Innanzitutto, l’ordinanza della Corte di Appello risulta comunicata alle parti in data 5 giugno 2014 ed il ricorso è stato notificato il 20.1.2015, ben oltre il termine di sessanta giorni previsto dall’art. 348 c.p.c., comma 3. Sul punto, è opportuno ribadire che il rispetto di detto termine è ritenuto necessario non soltanto in caso di impugnazione per cassazione della sentenza di primo grado, ma anche nell’ipotesi in cui il ricorso si diriga avverso il provvedimento di inammissibilità del gravame, nei casi in cui ciò sia consentito (cfr. Cass. Sez. 6-2, Ordinanza n. 3067 del 06/02/2017, Rv. 642574; Cass. Sez. 3, Sentenza n. 20662 del 13/10/2016, non massimata; Cass. Sez. 2, Ordinanza n. 29595 del 30/08/2017, non massimata).

In secondo luogo, il ricorso è inammissibile perchè esso si dirige non già contro la sentenza di prime cure, bensì avverso l’ordinanza di inammissibilità pronunciata dalla Corte di Appello ai sensi dell’art. 348 ter c.p.c., ma non si riferisce a vizi autonomi, di carattere processuale, di quest’ultimo provvedimento. In argomento, va ribadito il principio secondo cui “L’ordinanza di inammissibilità dell’appello resa ex art. 348 ter c.p.c., è ricorribile per cassazione, ai sensi dell’art. 111 Cost., comma 7, limitatamente ai vizi suoi propri costituenti violazioni della legge processuale (quali, per mero esempio, l’inosservanza delle specifiche previsioni di cui all’art. 348 bis c.p.c., comma 2 e art. 348 ter c.p.c., comma 1, primo periodo e comma 2, primo periodo), purchè compatibili con la logica e la struttura del giudizio ad essa sotteso” (Cass. Sez. U, Sentenza n. 1914 del 02/02/2016, Rv. 638368; coni. Cass. Sez. 6-1, Ordinanza n. 14312 del 05/06/2018, Rv. 649145).

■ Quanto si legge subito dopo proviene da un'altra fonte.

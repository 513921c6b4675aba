//! Running probe statistics.
//!
//! One aggregator per `Prober`, mutated by every completed probe from any
//! worker. All mutation goes through a single mutex so the count/sum
//! invariants stay atomic; readers take a full snapshot under the same lock.

use crate::types::{ConnectionResult, Protocol};
use chrono::{DateTime, Utc};
use serde::{Deserialize, Serialize};
use std::collections::HashMap;
use std::sync::Mutex;
use std::time::Duration;

/// Snapshot of aggregate probe counters.
#[derive(Debug, Clone, Default, Serialize, Deserialize)]
pub struct Statistics {
    pub checks_completed: u64,
    pub checks_succeeded: u64,
    pub checks_failed: u64,
    pub total_latency: Duration,
    /// `total_latency / checks_completed`; zero before any probe completes.
    pub average_latency: Duration,
    #[serde(skip_serializing_if = "Option::is_none")]
    pub last_check_time: Option<DateTime<Utc>>,
    pub counts_by_protocol: HashMap<Protocol, u64>,
}

/// Thread-safe aggregator wrapping [`Statistics`].
#[derive(Debug, Default)]
pub struct StatsTracker {
    inner: Mutex<Statistics>,
}

impl StatsTracker {
    pub fn new() -> Self {
        Self::default()
    }

    /// Fold one completed probe into the counters.
    pub fn record(&self, result: &ConnectionResult) {
        let mut stats = self.inner.lock().expect("stats lock poisoned");
        stats.checks_completed += 1;
        if result.open {
            stats.checks_succeeded += 1;
        } else {
            stats.checks_failed += 1;
        }
        stats.total_latency += result.latency;
        stats.average_latency = stats.total_latency / stats.checks_completed as u32;
        stats.last_check_time = Some(Utc::now());
        *stats.counts_by_protocol.entry(result.protocol).or_insert(0) += 1;
    }

    /// Zero every counter atomically.
    pub fn reset(&self) {
        let mut stats = self.inner.lock().expect("stats lock poisoned");
        *stats = Statistics::default();
    }

    /// Consistent copy of the current counters.
    pub fn snapshot(&self) -> Statistics {
        self.inner.lock().expect("stats lock poisoned").clone()
    }
}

In definitiva, il ricorso va dichiarato inammissibile e le spese del grado, liquidate come da dispositivo, seguono la soccombenza.

Poichè il ricorso per cassazione è stato proposto dopo il 30 gennaio 2013 ed è dichiarato inammissibile, si ravvisano le condizioni per dare atto, ai sensi della L. n. 228 del 2012, art. 1, comma 17, che ha aggiunto del Testo Unico di cui al D.P.R. n. 115 del 2002, art. 13, comma 1-quater, della sussistenza dell’obbligo di versamento, da parte del ricorrente, dell’ulteriore importo a titolo di contributo unificato pari a quello dovuto per la stessa impugnazione.

P.Q.M.

la Corte dichiara inammissibile il ricorso e condanna il ricorrente al pagamento delle spese del presente grado, che liquida in Euro 3.200, di cui Euro 200 per esborsi, oltre rimborso spese generali nella misura del 15%, iva e cassa avvocati come per legge.

Ai sensi del D.P.R. n. 115 del 2002, art. 13, comma 1-quater, inserito dalla L. n. 228 del 2012, art. 1, comma 17, dichiara la sussistenza dei presupposti per il versamento da parte del ricorrente dell’ulteriore importo a titolo di contributo unificato pari a quello dovuto per il ricorso, a norma dello stesso art. 13, comma 1-bis.

Così deciso in Roma, nella Camera di consiglio della Sezione Seconda Civile, il 20 luglio 2018.